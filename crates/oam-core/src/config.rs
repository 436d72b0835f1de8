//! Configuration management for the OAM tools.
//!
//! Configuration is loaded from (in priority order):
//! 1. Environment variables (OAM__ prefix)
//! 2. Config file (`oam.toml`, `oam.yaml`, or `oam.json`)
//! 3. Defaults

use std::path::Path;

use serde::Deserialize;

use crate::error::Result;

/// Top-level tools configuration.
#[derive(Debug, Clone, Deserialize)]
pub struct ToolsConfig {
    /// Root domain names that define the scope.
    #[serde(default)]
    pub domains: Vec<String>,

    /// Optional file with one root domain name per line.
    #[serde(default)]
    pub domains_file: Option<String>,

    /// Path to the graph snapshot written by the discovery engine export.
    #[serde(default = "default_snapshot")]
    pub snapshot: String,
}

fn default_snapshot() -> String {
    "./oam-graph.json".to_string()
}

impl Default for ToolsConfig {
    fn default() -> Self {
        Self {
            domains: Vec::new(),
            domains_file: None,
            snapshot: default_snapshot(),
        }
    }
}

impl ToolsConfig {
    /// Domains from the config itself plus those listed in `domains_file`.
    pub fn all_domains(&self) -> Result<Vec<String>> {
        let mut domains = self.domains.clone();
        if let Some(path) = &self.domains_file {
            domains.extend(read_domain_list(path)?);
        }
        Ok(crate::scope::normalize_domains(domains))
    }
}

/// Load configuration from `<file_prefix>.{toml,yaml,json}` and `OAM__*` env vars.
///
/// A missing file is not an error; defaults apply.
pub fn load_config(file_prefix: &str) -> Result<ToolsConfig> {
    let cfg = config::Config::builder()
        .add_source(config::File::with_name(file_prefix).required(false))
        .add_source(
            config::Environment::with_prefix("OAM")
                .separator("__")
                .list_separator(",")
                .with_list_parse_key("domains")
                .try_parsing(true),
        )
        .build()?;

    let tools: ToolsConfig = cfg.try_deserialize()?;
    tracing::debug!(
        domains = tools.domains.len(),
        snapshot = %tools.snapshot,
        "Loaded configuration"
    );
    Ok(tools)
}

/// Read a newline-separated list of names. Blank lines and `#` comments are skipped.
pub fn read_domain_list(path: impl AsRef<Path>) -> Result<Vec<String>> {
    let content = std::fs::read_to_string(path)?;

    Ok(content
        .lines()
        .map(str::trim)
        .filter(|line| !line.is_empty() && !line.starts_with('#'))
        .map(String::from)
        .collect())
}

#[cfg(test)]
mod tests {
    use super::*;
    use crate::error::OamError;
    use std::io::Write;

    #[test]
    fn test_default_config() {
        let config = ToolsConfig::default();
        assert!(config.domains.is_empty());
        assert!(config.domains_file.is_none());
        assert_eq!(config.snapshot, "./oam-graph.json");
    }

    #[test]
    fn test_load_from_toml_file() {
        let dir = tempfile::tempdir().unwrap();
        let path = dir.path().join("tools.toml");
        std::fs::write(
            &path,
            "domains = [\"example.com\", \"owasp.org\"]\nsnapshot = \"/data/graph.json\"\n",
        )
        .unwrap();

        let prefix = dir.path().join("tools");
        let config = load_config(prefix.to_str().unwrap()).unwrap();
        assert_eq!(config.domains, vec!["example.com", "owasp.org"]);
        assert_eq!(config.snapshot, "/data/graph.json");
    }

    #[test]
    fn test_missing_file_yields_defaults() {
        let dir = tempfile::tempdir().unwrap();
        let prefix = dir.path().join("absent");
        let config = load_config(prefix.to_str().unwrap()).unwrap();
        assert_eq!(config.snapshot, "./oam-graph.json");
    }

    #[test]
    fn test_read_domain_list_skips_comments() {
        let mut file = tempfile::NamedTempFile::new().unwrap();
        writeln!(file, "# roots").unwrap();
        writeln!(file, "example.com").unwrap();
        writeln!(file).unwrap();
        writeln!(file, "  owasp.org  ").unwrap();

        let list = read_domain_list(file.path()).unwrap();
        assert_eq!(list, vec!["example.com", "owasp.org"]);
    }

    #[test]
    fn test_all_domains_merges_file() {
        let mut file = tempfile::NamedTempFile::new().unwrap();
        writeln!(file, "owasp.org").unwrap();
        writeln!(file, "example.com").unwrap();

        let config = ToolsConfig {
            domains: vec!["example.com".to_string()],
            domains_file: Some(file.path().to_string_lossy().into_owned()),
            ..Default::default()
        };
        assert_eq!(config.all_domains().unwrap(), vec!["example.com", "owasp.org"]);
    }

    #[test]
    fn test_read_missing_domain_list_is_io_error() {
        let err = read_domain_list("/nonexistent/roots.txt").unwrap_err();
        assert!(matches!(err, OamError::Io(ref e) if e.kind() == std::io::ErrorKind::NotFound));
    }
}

· · · · · · ·

WHAT THE EXERCISE ASKS: Which lines in the material contain the word "content"? Pull each of them out.

THE COMPLETED TASK:
    let content = std::fs::read_to_string(path)?;
    Ok(content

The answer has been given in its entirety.